Requirement: Read the data below line by line and copy each one with "against" in it.
== == ==
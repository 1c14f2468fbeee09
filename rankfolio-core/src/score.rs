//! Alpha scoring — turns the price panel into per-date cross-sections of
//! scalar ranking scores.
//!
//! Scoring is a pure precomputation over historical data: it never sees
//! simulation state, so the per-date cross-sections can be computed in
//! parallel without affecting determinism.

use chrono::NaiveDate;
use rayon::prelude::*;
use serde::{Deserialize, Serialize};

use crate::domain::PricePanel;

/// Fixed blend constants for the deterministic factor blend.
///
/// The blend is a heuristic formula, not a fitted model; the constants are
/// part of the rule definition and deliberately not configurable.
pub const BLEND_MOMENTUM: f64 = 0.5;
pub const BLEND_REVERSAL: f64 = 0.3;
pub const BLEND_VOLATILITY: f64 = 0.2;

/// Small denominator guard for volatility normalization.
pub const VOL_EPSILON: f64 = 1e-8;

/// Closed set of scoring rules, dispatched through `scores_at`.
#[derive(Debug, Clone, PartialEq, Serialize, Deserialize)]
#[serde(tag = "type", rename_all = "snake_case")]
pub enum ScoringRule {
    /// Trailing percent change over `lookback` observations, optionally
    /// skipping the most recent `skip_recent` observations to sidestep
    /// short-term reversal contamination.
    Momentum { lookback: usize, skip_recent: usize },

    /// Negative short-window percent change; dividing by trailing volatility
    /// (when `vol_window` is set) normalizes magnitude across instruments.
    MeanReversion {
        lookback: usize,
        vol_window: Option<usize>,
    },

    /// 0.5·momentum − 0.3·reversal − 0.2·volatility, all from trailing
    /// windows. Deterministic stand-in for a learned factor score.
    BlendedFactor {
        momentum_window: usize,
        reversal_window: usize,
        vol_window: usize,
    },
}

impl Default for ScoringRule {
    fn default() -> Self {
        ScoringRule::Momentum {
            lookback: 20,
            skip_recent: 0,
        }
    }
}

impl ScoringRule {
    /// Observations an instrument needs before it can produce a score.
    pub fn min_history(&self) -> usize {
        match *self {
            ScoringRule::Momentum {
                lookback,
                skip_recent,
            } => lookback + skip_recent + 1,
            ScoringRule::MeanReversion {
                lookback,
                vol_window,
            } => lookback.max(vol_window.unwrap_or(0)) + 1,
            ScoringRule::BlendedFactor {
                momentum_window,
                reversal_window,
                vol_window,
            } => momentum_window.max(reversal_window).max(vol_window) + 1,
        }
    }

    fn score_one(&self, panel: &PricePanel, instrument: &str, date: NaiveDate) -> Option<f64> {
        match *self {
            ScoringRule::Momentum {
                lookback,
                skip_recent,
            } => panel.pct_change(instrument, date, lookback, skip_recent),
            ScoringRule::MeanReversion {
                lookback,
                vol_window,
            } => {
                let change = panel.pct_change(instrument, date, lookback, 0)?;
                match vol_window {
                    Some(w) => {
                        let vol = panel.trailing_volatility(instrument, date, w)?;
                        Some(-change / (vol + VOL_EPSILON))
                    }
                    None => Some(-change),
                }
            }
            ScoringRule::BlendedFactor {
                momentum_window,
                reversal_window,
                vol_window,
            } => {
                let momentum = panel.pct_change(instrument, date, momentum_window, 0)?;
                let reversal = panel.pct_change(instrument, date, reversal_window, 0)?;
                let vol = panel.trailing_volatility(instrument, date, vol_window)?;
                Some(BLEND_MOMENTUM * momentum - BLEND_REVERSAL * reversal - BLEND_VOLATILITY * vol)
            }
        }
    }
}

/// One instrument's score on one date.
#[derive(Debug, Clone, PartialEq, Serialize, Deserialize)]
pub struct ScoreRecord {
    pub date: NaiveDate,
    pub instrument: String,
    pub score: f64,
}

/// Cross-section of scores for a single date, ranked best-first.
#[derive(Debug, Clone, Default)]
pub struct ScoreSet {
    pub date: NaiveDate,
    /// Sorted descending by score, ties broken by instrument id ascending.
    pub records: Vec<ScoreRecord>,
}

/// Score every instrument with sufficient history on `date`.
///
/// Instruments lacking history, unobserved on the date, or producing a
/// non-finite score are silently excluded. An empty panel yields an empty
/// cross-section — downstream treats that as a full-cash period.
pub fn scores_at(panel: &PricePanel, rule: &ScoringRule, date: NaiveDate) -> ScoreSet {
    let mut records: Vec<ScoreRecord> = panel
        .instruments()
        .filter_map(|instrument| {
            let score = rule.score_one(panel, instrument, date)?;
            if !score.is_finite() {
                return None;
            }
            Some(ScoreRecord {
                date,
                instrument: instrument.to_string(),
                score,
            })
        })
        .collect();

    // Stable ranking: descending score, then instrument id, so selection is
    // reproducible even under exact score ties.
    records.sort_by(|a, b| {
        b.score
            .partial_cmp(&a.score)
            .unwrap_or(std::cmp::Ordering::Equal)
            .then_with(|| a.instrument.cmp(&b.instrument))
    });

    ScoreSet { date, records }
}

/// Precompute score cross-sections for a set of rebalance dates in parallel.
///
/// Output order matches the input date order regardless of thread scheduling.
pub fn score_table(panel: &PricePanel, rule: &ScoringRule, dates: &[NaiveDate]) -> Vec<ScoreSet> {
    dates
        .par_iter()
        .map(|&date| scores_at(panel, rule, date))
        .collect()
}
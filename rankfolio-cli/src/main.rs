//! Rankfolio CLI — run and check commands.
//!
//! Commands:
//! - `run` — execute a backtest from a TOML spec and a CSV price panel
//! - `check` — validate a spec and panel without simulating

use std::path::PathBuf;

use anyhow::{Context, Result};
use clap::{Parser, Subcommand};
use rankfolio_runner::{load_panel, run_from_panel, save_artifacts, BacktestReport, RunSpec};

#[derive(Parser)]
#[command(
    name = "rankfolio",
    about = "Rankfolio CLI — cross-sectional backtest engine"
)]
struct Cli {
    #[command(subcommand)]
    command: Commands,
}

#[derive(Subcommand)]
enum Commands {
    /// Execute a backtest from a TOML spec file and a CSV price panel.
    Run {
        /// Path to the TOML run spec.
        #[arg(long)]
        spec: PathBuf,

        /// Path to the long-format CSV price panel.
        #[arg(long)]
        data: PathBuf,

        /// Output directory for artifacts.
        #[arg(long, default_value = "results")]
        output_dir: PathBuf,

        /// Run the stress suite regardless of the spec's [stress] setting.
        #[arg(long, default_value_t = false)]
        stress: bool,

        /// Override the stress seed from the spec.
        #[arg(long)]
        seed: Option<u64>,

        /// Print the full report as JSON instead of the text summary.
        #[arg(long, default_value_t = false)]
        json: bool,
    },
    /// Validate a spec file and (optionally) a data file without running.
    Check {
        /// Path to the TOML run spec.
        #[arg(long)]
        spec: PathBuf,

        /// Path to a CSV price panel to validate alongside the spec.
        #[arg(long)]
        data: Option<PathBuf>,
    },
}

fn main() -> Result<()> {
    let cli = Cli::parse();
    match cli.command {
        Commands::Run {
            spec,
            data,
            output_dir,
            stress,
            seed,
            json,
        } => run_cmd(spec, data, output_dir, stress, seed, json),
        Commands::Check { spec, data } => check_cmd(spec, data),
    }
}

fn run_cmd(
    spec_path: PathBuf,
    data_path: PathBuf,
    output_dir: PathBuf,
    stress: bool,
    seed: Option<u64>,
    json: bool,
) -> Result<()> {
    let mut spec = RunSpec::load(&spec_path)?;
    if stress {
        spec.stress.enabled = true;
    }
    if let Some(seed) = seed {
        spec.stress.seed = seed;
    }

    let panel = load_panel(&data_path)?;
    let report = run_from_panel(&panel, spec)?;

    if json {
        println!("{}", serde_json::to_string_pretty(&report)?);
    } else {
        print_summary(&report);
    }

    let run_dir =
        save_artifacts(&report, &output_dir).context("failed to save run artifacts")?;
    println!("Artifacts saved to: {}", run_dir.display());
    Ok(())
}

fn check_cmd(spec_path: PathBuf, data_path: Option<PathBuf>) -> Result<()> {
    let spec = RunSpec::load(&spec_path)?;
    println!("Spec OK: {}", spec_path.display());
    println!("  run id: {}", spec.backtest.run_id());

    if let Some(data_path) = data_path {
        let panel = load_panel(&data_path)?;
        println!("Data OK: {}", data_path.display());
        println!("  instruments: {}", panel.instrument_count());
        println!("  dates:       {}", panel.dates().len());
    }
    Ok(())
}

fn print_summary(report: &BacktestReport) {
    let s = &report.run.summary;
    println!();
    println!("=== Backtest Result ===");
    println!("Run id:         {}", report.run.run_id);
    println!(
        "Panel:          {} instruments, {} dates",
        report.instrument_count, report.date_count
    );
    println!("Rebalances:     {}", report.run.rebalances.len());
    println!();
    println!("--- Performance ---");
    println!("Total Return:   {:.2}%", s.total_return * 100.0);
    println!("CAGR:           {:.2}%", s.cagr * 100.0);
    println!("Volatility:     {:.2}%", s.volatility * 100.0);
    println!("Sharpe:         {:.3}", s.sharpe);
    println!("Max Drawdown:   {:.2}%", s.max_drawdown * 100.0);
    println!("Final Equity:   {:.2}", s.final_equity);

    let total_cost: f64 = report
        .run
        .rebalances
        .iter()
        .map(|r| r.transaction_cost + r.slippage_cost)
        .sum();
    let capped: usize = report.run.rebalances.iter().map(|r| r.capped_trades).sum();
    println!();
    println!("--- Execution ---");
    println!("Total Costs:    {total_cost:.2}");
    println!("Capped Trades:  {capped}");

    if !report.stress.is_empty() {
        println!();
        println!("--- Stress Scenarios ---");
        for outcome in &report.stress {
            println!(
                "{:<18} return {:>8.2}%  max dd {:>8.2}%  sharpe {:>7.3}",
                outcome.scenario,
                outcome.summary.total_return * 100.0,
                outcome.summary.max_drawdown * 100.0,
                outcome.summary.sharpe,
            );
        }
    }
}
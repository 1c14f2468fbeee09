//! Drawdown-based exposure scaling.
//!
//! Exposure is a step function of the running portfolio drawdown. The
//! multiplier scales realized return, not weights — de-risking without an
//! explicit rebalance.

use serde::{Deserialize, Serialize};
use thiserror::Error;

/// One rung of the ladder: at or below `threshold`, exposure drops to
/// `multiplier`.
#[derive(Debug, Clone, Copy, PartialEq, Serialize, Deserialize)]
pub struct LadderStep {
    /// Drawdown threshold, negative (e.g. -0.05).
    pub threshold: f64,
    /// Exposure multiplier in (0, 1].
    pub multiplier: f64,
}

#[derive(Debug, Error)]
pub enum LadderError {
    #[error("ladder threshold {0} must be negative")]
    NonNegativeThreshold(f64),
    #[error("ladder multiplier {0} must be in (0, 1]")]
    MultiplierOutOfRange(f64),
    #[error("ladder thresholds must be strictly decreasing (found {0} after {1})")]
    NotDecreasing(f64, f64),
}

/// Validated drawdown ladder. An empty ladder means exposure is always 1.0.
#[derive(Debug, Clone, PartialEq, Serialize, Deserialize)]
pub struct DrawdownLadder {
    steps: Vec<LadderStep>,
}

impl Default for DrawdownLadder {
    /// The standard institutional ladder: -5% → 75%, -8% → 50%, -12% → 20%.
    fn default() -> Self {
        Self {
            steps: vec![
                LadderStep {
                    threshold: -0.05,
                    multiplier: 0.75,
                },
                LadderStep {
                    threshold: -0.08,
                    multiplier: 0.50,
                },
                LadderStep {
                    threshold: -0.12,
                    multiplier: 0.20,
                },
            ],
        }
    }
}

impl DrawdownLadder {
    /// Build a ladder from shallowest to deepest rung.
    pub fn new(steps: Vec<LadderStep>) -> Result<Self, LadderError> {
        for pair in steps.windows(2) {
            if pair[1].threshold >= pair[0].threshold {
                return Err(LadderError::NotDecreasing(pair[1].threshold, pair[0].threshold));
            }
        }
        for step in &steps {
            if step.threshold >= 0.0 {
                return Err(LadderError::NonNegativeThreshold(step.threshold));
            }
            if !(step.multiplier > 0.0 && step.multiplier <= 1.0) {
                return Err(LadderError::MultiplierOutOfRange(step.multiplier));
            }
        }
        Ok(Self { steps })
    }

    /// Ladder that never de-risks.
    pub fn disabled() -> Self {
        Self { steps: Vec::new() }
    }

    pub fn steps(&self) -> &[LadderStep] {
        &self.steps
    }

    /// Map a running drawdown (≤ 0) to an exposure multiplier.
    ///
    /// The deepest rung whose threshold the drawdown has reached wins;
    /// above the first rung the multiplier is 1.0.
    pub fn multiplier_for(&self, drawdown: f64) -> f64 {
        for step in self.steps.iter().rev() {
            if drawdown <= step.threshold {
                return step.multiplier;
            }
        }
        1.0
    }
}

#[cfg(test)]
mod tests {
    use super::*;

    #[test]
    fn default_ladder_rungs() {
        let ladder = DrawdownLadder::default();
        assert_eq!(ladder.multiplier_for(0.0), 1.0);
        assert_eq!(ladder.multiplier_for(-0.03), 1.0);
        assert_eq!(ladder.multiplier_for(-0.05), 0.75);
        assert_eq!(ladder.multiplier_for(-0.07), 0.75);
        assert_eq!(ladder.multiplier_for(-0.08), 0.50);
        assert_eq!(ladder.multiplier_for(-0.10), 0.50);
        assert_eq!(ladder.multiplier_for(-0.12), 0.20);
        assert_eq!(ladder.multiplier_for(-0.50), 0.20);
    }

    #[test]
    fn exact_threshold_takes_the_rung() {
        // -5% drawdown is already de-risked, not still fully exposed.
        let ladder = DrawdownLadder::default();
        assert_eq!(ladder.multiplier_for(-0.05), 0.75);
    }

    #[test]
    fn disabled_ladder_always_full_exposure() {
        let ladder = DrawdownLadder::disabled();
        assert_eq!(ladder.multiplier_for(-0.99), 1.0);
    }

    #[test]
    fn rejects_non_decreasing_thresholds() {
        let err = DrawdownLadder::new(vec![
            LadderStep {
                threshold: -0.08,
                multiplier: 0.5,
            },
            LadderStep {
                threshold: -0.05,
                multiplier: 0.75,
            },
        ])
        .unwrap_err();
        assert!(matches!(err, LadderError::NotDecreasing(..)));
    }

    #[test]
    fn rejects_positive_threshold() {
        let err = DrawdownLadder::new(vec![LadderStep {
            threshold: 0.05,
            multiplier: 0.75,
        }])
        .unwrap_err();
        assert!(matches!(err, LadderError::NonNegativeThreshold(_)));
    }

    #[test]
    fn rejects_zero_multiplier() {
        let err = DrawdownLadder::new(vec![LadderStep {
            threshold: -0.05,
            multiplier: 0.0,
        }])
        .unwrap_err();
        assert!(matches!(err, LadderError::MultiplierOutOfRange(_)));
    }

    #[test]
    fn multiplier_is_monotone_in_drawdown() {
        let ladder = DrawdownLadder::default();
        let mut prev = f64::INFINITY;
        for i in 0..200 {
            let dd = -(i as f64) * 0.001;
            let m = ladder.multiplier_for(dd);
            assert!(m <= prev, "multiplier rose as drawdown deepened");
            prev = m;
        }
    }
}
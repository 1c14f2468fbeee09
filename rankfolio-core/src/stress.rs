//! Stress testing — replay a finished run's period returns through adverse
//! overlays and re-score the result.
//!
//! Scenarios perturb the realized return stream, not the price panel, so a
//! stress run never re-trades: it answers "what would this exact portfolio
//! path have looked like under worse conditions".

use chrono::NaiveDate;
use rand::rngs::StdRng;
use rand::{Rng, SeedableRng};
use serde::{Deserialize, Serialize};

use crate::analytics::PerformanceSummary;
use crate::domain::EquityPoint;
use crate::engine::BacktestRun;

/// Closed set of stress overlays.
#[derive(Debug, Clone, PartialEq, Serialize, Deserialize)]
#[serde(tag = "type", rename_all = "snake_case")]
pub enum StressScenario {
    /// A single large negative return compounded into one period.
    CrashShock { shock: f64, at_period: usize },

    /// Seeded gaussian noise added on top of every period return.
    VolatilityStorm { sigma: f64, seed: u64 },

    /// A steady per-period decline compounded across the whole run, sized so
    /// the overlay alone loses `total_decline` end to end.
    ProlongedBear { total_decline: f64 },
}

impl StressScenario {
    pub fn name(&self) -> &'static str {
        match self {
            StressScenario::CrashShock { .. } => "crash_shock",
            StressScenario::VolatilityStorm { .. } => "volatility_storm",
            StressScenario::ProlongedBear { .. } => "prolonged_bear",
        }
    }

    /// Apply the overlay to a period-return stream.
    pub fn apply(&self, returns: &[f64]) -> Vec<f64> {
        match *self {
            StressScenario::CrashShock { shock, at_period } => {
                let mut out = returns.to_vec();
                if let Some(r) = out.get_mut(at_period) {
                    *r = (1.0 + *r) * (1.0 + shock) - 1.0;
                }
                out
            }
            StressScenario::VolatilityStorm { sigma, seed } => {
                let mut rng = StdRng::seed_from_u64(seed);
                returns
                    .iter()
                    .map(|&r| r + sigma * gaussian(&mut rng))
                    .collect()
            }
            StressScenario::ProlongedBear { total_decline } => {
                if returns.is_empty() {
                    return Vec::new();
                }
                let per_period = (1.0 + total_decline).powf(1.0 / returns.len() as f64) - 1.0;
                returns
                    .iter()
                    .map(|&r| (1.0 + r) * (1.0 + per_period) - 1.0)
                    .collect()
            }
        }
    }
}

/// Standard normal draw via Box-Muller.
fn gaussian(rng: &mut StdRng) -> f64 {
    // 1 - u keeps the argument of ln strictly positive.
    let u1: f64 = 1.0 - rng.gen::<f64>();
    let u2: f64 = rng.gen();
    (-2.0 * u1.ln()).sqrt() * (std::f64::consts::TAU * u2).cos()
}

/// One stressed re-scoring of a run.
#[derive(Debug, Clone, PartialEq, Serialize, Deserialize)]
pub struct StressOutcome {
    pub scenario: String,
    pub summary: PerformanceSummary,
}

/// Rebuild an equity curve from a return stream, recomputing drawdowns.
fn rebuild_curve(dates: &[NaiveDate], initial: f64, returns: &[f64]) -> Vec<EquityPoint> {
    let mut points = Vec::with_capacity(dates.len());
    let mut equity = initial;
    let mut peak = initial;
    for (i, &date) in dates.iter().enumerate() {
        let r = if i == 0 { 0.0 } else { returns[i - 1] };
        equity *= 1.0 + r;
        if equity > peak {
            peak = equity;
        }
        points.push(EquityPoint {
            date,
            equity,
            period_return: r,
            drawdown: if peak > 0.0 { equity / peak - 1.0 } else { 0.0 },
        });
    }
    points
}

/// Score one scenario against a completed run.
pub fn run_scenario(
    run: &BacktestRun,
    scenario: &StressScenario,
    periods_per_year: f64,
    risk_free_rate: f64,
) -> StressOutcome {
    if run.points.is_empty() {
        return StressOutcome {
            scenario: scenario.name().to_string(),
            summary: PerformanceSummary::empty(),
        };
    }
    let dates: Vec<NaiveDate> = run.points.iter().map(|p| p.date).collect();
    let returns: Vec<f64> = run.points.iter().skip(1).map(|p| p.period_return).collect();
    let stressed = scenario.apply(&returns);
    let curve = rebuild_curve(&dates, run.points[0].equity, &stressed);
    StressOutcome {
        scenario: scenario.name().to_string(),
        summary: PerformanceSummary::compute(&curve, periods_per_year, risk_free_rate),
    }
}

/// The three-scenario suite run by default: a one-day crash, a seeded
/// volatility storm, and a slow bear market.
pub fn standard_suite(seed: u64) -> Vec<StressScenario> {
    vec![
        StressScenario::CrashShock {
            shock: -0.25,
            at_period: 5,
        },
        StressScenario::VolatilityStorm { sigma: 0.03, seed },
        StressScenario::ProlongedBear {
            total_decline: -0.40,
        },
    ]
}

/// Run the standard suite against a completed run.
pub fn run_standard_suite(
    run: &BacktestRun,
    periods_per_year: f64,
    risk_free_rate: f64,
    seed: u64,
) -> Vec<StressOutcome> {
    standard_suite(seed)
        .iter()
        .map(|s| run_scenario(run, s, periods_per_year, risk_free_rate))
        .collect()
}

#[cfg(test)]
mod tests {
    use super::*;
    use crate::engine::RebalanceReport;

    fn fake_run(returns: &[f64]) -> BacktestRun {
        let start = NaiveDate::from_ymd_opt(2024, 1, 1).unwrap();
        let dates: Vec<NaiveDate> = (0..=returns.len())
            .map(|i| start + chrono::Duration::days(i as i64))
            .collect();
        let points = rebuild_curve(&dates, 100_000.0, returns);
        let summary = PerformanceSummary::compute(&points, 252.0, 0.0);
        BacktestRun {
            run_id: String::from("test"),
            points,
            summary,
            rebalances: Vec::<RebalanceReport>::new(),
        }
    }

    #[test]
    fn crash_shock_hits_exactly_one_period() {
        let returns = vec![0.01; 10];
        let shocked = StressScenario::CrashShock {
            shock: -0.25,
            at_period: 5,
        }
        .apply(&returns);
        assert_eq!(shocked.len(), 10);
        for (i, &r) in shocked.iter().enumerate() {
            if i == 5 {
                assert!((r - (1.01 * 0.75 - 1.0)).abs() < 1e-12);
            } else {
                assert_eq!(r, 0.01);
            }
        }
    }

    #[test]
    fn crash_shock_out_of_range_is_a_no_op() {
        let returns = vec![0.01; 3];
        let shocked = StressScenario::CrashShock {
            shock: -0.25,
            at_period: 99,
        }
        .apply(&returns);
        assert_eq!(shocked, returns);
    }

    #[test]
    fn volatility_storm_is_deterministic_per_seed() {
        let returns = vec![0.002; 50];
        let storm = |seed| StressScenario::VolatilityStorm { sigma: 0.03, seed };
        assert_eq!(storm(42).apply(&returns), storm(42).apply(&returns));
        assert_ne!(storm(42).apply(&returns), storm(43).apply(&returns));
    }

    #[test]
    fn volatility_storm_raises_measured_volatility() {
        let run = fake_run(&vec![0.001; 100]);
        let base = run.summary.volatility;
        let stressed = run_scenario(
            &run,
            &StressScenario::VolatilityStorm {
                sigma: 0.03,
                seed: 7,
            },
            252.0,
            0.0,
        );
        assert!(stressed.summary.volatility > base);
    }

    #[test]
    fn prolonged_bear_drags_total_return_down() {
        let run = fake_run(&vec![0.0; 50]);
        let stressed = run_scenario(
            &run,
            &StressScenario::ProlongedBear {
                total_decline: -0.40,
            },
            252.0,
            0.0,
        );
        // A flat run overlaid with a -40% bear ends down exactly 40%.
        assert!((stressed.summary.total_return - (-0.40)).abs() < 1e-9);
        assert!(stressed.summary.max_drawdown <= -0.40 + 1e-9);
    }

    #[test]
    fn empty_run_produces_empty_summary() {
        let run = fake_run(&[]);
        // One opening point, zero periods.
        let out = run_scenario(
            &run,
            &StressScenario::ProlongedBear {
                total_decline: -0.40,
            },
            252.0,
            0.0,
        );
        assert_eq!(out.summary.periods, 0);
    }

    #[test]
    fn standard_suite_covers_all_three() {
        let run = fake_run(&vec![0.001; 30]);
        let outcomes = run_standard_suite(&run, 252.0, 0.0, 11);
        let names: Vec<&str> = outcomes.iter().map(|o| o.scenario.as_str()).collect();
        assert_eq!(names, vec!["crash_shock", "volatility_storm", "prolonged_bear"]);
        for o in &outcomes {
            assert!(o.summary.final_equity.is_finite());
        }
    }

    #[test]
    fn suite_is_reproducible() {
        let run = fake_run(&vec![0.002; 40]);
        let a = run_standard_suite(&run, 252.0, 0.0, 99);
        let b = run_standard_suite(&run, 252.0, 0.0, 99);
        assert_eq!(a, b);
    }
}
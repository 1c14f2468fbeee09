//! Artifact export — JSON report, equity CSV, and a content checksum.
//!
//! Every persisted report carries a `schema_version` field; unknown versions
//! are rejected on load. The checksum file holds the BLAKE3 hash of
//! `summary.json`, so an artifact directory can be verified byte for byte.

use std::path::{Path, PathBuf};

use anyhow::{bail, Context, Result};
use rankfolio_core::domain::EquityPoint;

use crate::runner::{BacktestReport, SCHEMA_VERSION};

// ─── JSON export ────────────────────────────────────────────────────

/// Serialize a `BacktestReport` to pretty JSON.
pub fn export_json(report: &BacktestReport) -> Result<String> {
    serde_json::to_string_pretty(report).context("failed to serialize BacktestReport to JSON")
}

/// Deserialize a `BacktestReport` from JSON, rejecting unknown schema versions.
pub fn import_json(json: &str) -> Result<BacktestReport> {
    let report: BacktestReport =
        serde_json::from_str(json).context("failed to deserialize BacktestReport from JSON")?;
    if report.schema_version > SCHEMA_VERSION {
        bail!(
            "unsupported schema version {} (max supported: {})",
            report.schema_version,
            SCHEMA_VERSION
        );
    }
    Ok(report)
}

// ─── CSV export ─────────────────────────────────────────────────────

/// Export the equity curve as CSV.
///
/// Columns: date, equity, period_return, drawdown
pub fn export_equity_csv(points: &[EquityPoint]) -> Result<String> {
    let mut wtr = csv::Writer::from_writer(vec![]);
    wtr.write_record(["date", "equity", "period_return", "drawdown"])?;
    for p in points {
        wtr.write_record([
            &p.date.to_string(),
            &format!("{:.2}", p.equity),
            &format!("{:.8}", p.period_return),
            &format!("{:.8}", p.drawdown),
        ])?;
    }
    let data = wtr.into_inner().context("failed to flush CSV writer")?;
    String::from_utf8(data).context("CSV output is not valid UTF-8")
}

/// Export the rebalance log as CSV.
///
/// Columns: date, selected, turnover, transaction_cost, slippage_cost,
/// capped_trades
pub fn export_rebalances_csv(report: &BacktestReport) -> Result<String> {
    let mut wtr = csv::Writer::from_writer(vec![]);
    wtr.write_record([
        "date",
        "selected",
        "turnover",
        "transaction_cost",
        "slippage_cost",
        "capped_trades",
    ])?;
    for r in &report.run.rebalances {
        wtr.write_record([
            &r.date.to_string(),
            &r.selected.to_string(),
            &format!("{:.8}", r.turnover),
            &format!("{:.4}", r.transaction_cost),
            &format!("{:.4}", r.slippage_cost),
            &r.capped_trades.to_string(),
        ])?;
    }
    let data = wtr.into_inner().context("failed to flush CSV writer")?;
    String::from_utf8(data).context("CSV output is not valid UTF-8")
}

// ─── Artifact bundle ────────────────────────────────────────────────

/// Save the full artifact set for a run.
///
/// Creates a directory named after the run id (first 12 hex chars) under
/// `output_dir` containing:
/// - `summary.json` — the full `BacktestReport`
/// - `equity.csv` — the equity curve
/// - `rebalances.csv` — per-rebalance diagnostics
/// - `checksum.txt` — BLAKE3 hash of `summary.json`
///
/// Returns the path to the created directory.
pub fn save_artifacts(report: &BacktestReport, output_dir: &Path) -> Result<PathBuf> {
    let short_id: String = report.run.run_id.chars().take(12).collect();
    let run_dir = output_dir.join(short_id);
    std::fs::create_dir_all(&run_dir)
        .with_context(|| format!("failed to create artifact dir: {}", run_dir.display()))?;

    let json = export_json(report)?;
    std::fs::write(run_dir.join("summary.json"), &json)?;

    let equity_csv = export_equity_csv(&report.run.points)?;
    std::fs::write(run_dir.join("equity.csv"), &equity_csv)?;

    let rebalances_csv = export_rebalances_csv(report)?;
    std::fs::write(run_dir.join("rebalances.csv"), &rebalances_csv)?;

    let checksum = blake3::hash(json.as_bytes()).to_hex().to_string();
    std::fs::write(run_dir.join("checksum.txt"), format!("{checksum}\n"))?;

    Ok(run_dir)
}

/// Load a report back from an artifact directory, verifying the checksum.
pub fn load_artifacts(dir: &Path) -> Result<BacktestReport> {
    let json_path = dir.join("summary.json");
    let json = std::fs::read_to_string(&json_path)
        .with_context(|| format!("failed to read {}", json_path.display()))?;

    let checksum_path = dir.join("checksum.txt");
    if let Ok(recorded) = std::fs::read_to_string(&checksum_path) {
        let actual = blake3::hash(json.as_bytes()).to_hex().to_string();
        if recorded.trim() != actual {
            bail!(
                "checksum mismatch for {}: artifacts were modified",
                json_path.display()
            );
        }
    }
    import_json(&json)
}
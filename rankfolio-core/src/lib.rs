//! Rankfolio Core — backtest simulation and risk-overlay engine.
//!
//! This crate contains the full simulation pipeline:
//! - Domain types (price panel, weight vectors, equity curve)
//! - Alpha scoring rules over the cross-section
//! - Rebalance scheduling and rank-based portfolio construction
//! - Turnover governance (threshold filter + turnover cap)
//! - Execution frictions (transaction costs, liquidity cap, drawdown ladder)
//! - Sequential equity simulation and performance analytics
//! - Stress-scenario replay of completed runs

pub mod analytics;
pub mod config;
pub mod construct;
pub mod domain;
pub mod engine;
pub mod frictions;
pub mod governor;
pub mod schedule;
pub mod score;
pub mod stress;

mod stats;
== == ==
Exercise response:
/// Score one scenario against a completed run.
/// Run the standard suite against a completed run.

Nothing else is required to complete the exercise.